● PROBLEM REQUIREMENTS
Going down the data below, set down exactly the line with "use async_trait::async_trait;" and each line after it through the line with "and resources are"; no other lines.

● INPUT DATA
○ ○ ○ ○ ○

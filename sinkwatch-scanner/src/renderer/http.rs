use super::{RenderOptions, RenderedPage, Renderer};
use crate::error::{Result, ScanError};
use crate::hooks::Instrumentation;
use crate::paths::unique_sorted;
use crate::result::ScriptSource;
use async_trait::async_trait;
use reqwest::Client;
use scraper::{Html, Selector};
use std::time::Duration;
use tracing::{debug, warn};
use url::Url;

pub const DEFAULT_USER_AGENT: &str = "Mozilla/5.0 (compatible; sinkwatch/0.1)";

/// Attributes that make the browser load something.
const RESOURCE_ATTRS: &[(&str, &str)] = &[
    ("link[href]", "href"),
    ("script[src]", "src"),
    ("img[src]", "src"),
    ("iframe[src]", "src"),
    ("frame[src]", "src"),
    ("source[src]", "src"),
    ("video[src]", "src"),
    ("audio[src]", "src"),
    ("embed[src]", "src"),
    ("object[data]", "data"),
];

/// Fetches pages over plain HTTP and reads them with an HTML parser.
///
/// No JavaScript runs, so the runtime log is always empty and resources are
/// approximated from loading attributes in the markup.
pub struct HttpRenderer {
    client: Client,
    max_script_bytes: usize,
}

impl HttpRenderer {
    pub fn new(user_agent: &str, max_script_bytes: usize) -> Result<Self> {
        Ok(Self {
            client: build_client(user_agent)?,
            max_script_bytes,
        })
    }

    pub fn with_client(client: Client, max_script_bytes: usize) -> Self {
        Self {
            client,
            max_script_bytes,
        }
    }
}

pub(crate) fn build_client(user_agent: &str) -> Result<Client> {
    Client::builder()
        .user_agent(user_agent)
        .connect_timeout(Duration::from_secs(10))
        .pool_max_idle_per_host(16)
        .pool_idle_timeout(Duration::from_secs(90))
        .tcp_keepalive(Duration::from_secs(60))
        .redirect(reqwest::redirect::Policy::limited(5))
        .build()
        .map_err(ScanError::from)
}

/// GETs `url` and decodes the body, refusing anything over `max_bytes`.
pub(crate) async fn fetch_text(
    client: &Client,
    url: &str,
    timeout: Duration,
    max_bytes: usize,
) -> Result<String> {
    let mut response = client
        .get(url)
        .timeout(timeout)
        .send()
        .await?
        .error_for_status()?;

    if let Some(len) = response.content_length()
        && len as usize > max_bytes
    {
        return Err(ScanError::Other(format!("body of {} bytes exceeds {} byte limit", len, max_bytes)));
    }

    let mut body = Vec::new();
    while let Some(chunk) = response.chunk().await? {
        if body.len() + chunk.len() > max_bytes {
            return Err(ScanError::Other(format!("body exceeds {} byte limit", max_bytes)));
        }
        body.extend_from_slice(&chunk);
    }

    Ok(String::from_utf8_lossy(&body).into_owned())
}

#[async_trait]
impl Renderer for HttpRenderer {
    async fn render(
        &self,
        url: &str,
        options: &RenderOptions,
        instrumentation: Option<&Instrumentation>,
    ) -> Result<RenderedPage> {
        if instrumentation.is_some() {
            debug!("HTTP renderer does not execute scripts; runtime hooks skipped for {}", url);
        }

        let response = self
            .client
            .get(url)
            .timeout(options.timeout)
            .send()
            .await
            .map_err(|e| ScanError::Navigation(format!("{}: {}", url, e)))?;

        let status = response.status();
        if !status.is_success() {
            warn!("{} answered {}; scanning the body anyway", url, status);
        }
        let final_url = response.url().to_string();
        let html = response
            .text()
            .await
            .map_err(|e| ScanError::Navigation(format!("{}: {}", url, e)))?;

        let (resources, script_urls, scripts) = parse_document(&html, &final_url)?;
        debug!(
            "Parsed {}: {} resources, {} script URLs, {} inline scripts",
            final_url,
            resources.len(),
            script_urls.len(),
            scripts.len()
        );

        Ok(RenderedPage {
            final_url,
            html,
            resources,
            script_urls,
            scripts,
            runtime_log: serde_json::Value::Null,
        })
    }

    async fn fetch_script(&self, url: &str, timeout: Duration) -> Result<String> {
        fetch_text(&self.client, url, timeout, self.max_script_bytes).await
    }
}

fn selector(s: &str) -> Result<Selector> {
    Selector::parse(s).map_err(|e| ScanError::ParseError(format!("selector {}: {}", s, e)))
}

/// Extracts (resources, script URLs, inline scripts) from a document.
pub fn parse_document(
    html: &str,
    base_url: &str,
) -> Result<(Vec<String>, Vec<String>, Vec<ScriptSource>)> {
    let document = Html::parse_document(html);

    let mut resources = Vec::new();
    for (css, attr) in RESOURCE_ATTRS {
        let sel = selector(css)?;
        for element in document.select(&sel) {
            if let Some(value) = element.value().attr(attr)
                && let Some(absolute) = resolve_url(base_url, value)
            {
                resources.push(absolute);
            }
        }
    }

    let script_sel = selector("script")?;
    let mut script_urls = Vec::new();
    let mut scripts = Vec::new();
    for element in document.select(&script_sel) {
        let el = element.value();
        if !is_executable_type(el.attr("type")) {
            continue;
        }
        match el.attr("src") {
            Some(src) => {
                if let Some(absolute) = resolve_url(base_url, src) {
                    script_urls.push(absolute);
                }
            }
            None => {
                let text: String = element.text().collect();
                if !text.trim().is_empty() {
                    scripts.push(ScriptSource::inline(text));
                }
            }
        }
    }

    Ok((unique_sorted(resources), unique_sorted(script_urls), scripts))
}

fn is_executable_type(ty: Option<&str>) -> bool {
    match ty.map(|t| t.trim().to_ascii_lowercase()) {
        None => true,
        Some(t) => t.is_empty() || t == "module" || t.contains("javascript") || t.contains("ecmascript"),
    }
}

/// Resolves `href` against `base`, dropping non-fetchable schemes and fragments.
pub fn resolve_url(base: &str, href: &str) -> Option<String> {
    let href = href.trim();
    if href.is_empty()
        || href.starts_with('#')
        || href.starts_with("javascript:")
        || href.starts_with("data:")
        || href.starts_with("mailto:")
        || href.starts_with("tel:")
    {
        return None;
    }

    let base_url = Url::parse(base).ok()?;
    let mut resolved = base_url.join(href).ok()?;
    if !matches!(resolved.scheme(), "http" | "https") {
        return None;
    }
    resolved.set_fragment(None);
    Some(resolved.to_string())
}

#[cfg(test)]
mod tests {
    use super::*;

    #[test]
    fn test_parse_document_splits_scripts() {
        let html = r#"<html><head>
            <script src="/static/app.js"></script>
            <script src="https://cdn.other.com/lib.js#v"></script>
            <script type="application/ld+json">{"a": 1}</script>
            <script>eval("1+1")</script>
            <link rel="stylesheet" href="css/site.css">
        </head><body><img src="data:image/png;base64,AA"><a href="/x">x</a></body></html>"#;

        let (resources, script_urls, scripts) = parse_document(html, "https://example.com/dir/page").unwrap();

        assert_eq!(
            script_urls,
            vec!["https://cdn.other.com/lib.js", "https://example.com/static/app.js"]
        );
        assert_eq!(scripts, vec![ScriptSource::inline(r#"eval("1+1")"#)]);
        assert!(resources.contains(&"https://example.com/dir/css/site.css".to_string()));
        assert!(resources.contains(&"https://example.com/static/app.js".to_string()));
        assert!(!resources.iter().any(|r| r.starts_with("data:")));
        assert!(!resources.iter().any(|r| r.ends_with("/x")));
    }

    #[test]
    fn test_resolve_url() {
        let base = "https://example.com/a/b";
        assert_eq!(resolve_url(base, "c.js"), Some("https://example.com/a/c.js".to_string()));
        assert_eq!(resolve_url(base, "//cdn.com/x"), Some("https://cdn.com/x".to_string()));
        assert_eq!(resolve_url(base, "/y#frag"), Some("https://example.com/y".to_string()));
        assert_eq!(resolve_url(base, "javascript:void(0)"), None);
        assert_eq!(resolve_url(base, "#top"), None);
        assert_eq!(resolve_url(base, ""), None);
    }

    #[test]
    fn test_executable_types() {
        assert!(is_executable_type(None));
        assert!(is_executable_type(Some("text/javascript")));
        assert!(is_executable_type(Some("module")));
        assert!(!is_executable_type(Some("application/json")));
        assert!(!is_executable_type(Some("text/template")));
    }
}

○ ○ ○ ○ ○

● ANSWER BOX
use async_trait::async_trait;
use reqwest::Client;
use scraper::{Html, Selector};
use std::time::Duration;
use tracing::{debug, warn};
use url::Url;

pub const DEFAULT_USER_AGENT: &str = "Mozilla/5.0 (compatible; sinkwatch/0.1)";

/// Attributes that make the browser load something.
const RESOURCE_ATTRS: &[(&str, &str)] = &[
    ("link[href]", "href"),
    ("script[src]", "src"),
    ("img[src]", "src"),
    ("iframe[src]", "src"),
    ("frame[src]", "src"),
    ("source[src]", "src"),
    ("video[src]", "src"),
    ("audio[src]", "src"),
    ("embed[src]", "src"),
    ("object[data]", "data"),
];

/// Fetches pages over plain HTTP and reads them with an HTML parser.
///
/// No JavaScript runs, so the runtime log is always empty and resources are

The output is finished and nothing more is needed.